**AVAILABLE DATA**
use std::fmt;
use std::time::Duration;

use reqwest::header::{HeaderName, HeaderValue};
use tokio::time::sleep;

use crate::{
    api::{ApiInfo, Conversion, ConversionRequest, Currency, ExchangeRates, HealthStatus},
    retry, CancelToken, ClientOptions, ConfigError, Execution, OperationRequest, Outcome,
    RequestError, Response,
};

const API_URL_VAR: &str = "FXCONVERT_API_URL";

#[derive(Clone)]
/// HTTP client for the currency converter API.
///
/// Holds no per-request state; clones share the underlying connection pool.
pub struct ConverterClient {
    http: reqwest::Client,
    base_url: String,
    options: ClientOptions,
}

impl fmt::Debug for ConverterClient {
    fn fmt(&self, f: &mut fmt::Formatter<'_>) -> fmt::Result {
        f.debug_struct("ConverterClient")
            .field("base_url", &self.base_url)
            .field("options", &self.options)
            .finish()
    }
}

impl ConverterClient {
    /// Creates a client for the API rooted at `base_url`, e.g.
    /// `http://localhost:8080`.
    pub fn new(base_url: impl Into<String>) -> Self {
        Self {
            http: reqwest::Client::new(),
            base_url: base_url.into().trim_end_matches('/').to_owned(),
            options: ClientOptions::default(),
        }
    }

    /// Creates a client from environment variables.
    ///
    /// Reads `FXCONVERT_API_URL` (required) and the optional retry settings
    /// described on [`ClientOptions::from_env`].
    pub fn from_env() -> Result<Self, ConfigError> {
        let url = std::env::var(API_URL_VAR).map_err(|_| ConfigError::Missing(API_URL_VAR))?;
        if url.trim().is_empty() {
            return Err(ConfigError::Empty(API_URL_VAR));
        }
        Ok(Self::new(url.trim()).with_options(ClientOptions::from_env()?))
    }

    /// Applies timeout and retry behavior.
    pub fn with_options(mut self, opts: ClientOptions) -> Self {
        self.options = opts;
        self
    }

    pub fn options(&self) -> &ClientOptions {
        &self.options
    }

    /// Absolute URL for an API path such as `/api/convert`.
    pub fn endpoint(&self, path: &str) -> String {
        format!("{}/{}", self.base_url, path.trim_start_matches('/'))
    }

    /// Executes a request with bounded retries.
    pub async fn execute(&self, request: &OperationRequest) -> Outcome<Response> {
        self.execute_with_cancel(request, &CancelToken::new()).await
    }

    /// Executes a request that `cancel` can abort at any suspension point.
    pub async fn execute_with_cancel(
        &self,
        request: &OperationRequest,
        cancel: &CancelToken,
    ) -> Outcome<Response> {
        self.execute_traced(request, cancel).await.outcome
    }

    /// Executes a request and returns the attempt history with the outcome.
    pub async fn execute_traced(
        &self,
        request: &OperationRequest,
        cancel: &CancelToken,
    ) -> Execution<Response> {
        retry::run(&self.options, cancel, |_| self.send_once(request)).await
    }

    /// `GET /health`.
    pub async fn health(&self) -> Outcome<HealthStatus> {
        self.health_with_cancel(&CancelToken::new()).await
    }

    pub async fn health_with_cancel(&self, cancel: &CancelToken) -> Outcome<HealthStatus> {
        let request = OperationRequest::get(self.endpoint("/health"));
        self.execute_with_cancel(&request, cancel)
            .await
            .and_then(|response| response.json())
    }

    /// `GET /api/info`.
    pub async fn info(&self) -> Outcome<ApiInfo> {
        self.info_with_cancel(&CancelToken::new()).await
    }

    pub async fn info_with_cancel(&self, cancel: &CancelToken) -> Outcome<ApiInfo> {
        let request = OperationRequest::get(self.endpoint("/api/info"));
        self.execute_with_cancel(&request, cancel)
            .await
            .and_then(|response| response.json())
    }

    /// `GET /api/rates?base=XXX`.
    pub async fn rates(&self, base: Currency) -> Outcome<ExchangeRates> {
        self.rates_with_cancel(base, &CancelToken::new()).await
    }

    pub async fn rates_with_cancel(
        &self,
        base: Currency,
        cancel: &CancelToken,
    ) -> Outcome<ExchangeRates> {
        let url = format!("{}?base={}", self.endpoint("/api/rates"), base.code());
        let request = OperationRequest::get(url);
        self.execute_with_cancel(&request, cancel)
            .await
            .and_then(|response| response.json())
    }

    /// `POST /api/convert`.
    ///
    /// Amounts the backend would reject are refused locally without any
    /// attempt.
    pub async fn convert(&self, amount: f64, from: Currency, to: Currency) -> Outcome<Conversion> {
        self.convert_with_cancel(amount, from, to, &CancelToken::new())
            .await
    }

    pub async fn convert_with_cancel(
        &self,
        amount: f64,
        from: Currency,
        to: Currency,
        cancel: &CancelToken,
    ) -> Outcome<Conversion> {
        let payload = ConversionRequest { amount, from, to };
        let request = match payload
            .validate()
            .and_then(|()| OperationRequest::post(self.endpoint("/api/convert")).with_json(&payload))
        {
            Ok(request) => request,
            Err(err) => return Outcome::failure(err),
        };

        self.execute_with_cancel(&request, cancel)
            .await
            .and_then(|response| response.json())
    }

    /// Polls `/health` until the backend reports healthy.
    ///
    /// Each poll is a full [`ConverterClient::health`] call with its own
    /// retries. The whole wait, including an in-flight poll, is bounded by
    /// `max_wait`; running out yields [`RequestError::Timeout`]. A fatal
    /// error ends polling immediately. `Duration::MAX` waits indefinitely.
    pub async fn wait_until_healthy(
        &self,
        poll_interval: Duration,
        max_wait: Duration,
    ) -> Outcome<HealthStatus> {
        self.wait_until_healthy_with_cancel(poll_interval, max_wait, &CancelToken::new())
            .await
    }

    pub async fn wait_until_healthy_with_cancel(
        &self,
        poll_interval: Duration,
        max_wait: Duration,
        cancel: &CancelToken,
    ) -> Outcome<HealthStatus> {
        let polling = async {
            loop {
                match self.health_with_cancel(cancel).await {
                    Outcome::Success(status) if status.is_healthy() => {
                        return Outcome::Success(status)
                    }
                    Outcome::Success(_status) => {
                        #[cfg(feature = "tracing")]
                        tracing::debug!(status = %_status.status, "backend not healthy yet");
                    }
                    Outcome::Failure { last_error, .. } if !last_error.is_transient() => {
                        return Outcome::failure(last_error);
                    }
                    Outcome::Failure { .. } => {}
                }

                tokio::select! {
                    biased;
                    _ = cancel.cancelled() => return Outcome::failure(RequestError::Cancelled),
                    _ = sleep(poll_interval) => {}
                }
            }
        };

        // tokio clamps an overflowing deadline to the far future.
        match tokio::time::timeout(max_wait, polling).await {
            Ok(outcome) => outcome,
            Err(_) => {
                #[cfg(feature = "tracing")]
                tracing::warn!(max_wait_ms = max_wait.as_millis() as u64, "backend never became healthy");
                Outcome::failure(RequestError::Timeout)
            }
        }
    }

    async fn send_once(&self, request: &OperationRequest) -> Result<Response, RequestError> {
        let mut builder = self
            .http
            .request(request.method().clone(), request.url());

        for (name, value) in request.headers() {
            let name = HeaderName::from_bytes(name.as_bytes())
                .map_err(|err| RequestError::InvalidRequest(format!("header name '{name}': {err}")))?;
            let value = HeaderValue::from_str(value)
                .map_err(|err| RequestError::InvalidRequest(format!("header value for '{name}': {err}")))?;
            builder = builder.header(name, value);
        }
        if let Some(body) = request.body() {
            builder = builder.body(body.to_owned());
        }

        let response = builder.send().await.map_err(RequestError::from_transport)?;
        let status = response.status();
        let body = response.text().await.map_err(RequestError::from_transport)?;

        if !status.is_success() {
            return Err(RequestError::from_status(status.as_u16(), body));
        }

        Ok(Response {
            status: status.as_u16(),
            body,
        })
    }
}

#[cfg(test)]
mod tests {
    use super::ConverterClient;

    #[test]
    fn endpoint_joins_without_double_slash() {
        let client = ConverterClient::new("http://localhost:8080/");
        assert_eq!(client.endpoint("/api/convert"), "http://localhost:8080/api/convert");
        assert_eq!(client.endpoint("health"), "http://localhost:8080/health");
    }

    #[test]
    fn debug_shows_base_url_and_options() {
        let client = ConverterClient::new("http://backend:8080");
        let debug = format!("{client:?}");
        assert!(debug.contains("http://backend:8080"));
        assert!(debug.contains("max_attempts"));
    }
}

**WORK INSTRUCTIONS**
Among the entries above, copy exactly only the lines starting with the one containing "Outcome::Success(status) if status.is_healthy()" and going through the one containing "builder = builder.body(body.to_owned());", both ends included.

**TASK ANSWER**
                    Outcome::Success(status) if status.is_healthy() => {
                        return Outcome::Success(status)
                    }
                    Outcome::Success(_status) => {
                        #[cfg(feature = "tracing")]
                        tracing::debug!(status = %_status.status, "backend not healthy yet");
                    }
                    Outcome::Failure { last_error, .. } if !last_error.is_transient() => {
                        return Outcome::failure(last_error);
                    }
                    Outcome::Failure { .. } => {}
                }

                tokio::select! {
                    biased;
                    _ = cancel.cancelled() => return Outcome::failure(RequestError::Cancelled),
                    _ = sleep(poll_interval) => {}
                }
            }
        };

        // tokio clamps an overflowing deadline to the far future.
        match tokio::time::timeout(max_wait, polling).await {
            Ok(outcome) => outcome,
            Err(_) => {
                #[cfg(feature = "tracing")]
                tracing::warn!(max_wait_ms = max_wait.as_millis() as u64, "backend never became healthy");
                Outcome::failure(RequestError::Timeout)
            }
        }
    }

    async fn send_once(&self, request: &OperationRequest) -> Result<Response, RequestError> {
        let mut builder = self
            .http
            .request(request.method().clone(), request.url());

        for (name, value) in request.headers() {
            let name = HeaderName::from_bytes(name.as_bytes())
                .map_err(|err| RequestError::InvalidRequest(format!("header name '{name}': {err}")))?;
            let value = HeaderValue::from_str(value)
                .map_err(|err| RequestError::InvalidRequest(format!("header value for '{name}': {err}")))?;
            builder = builder.header(name, value);
        }
        if let Some(body) = request.body() {
            builder = builder.body(body.to_owned());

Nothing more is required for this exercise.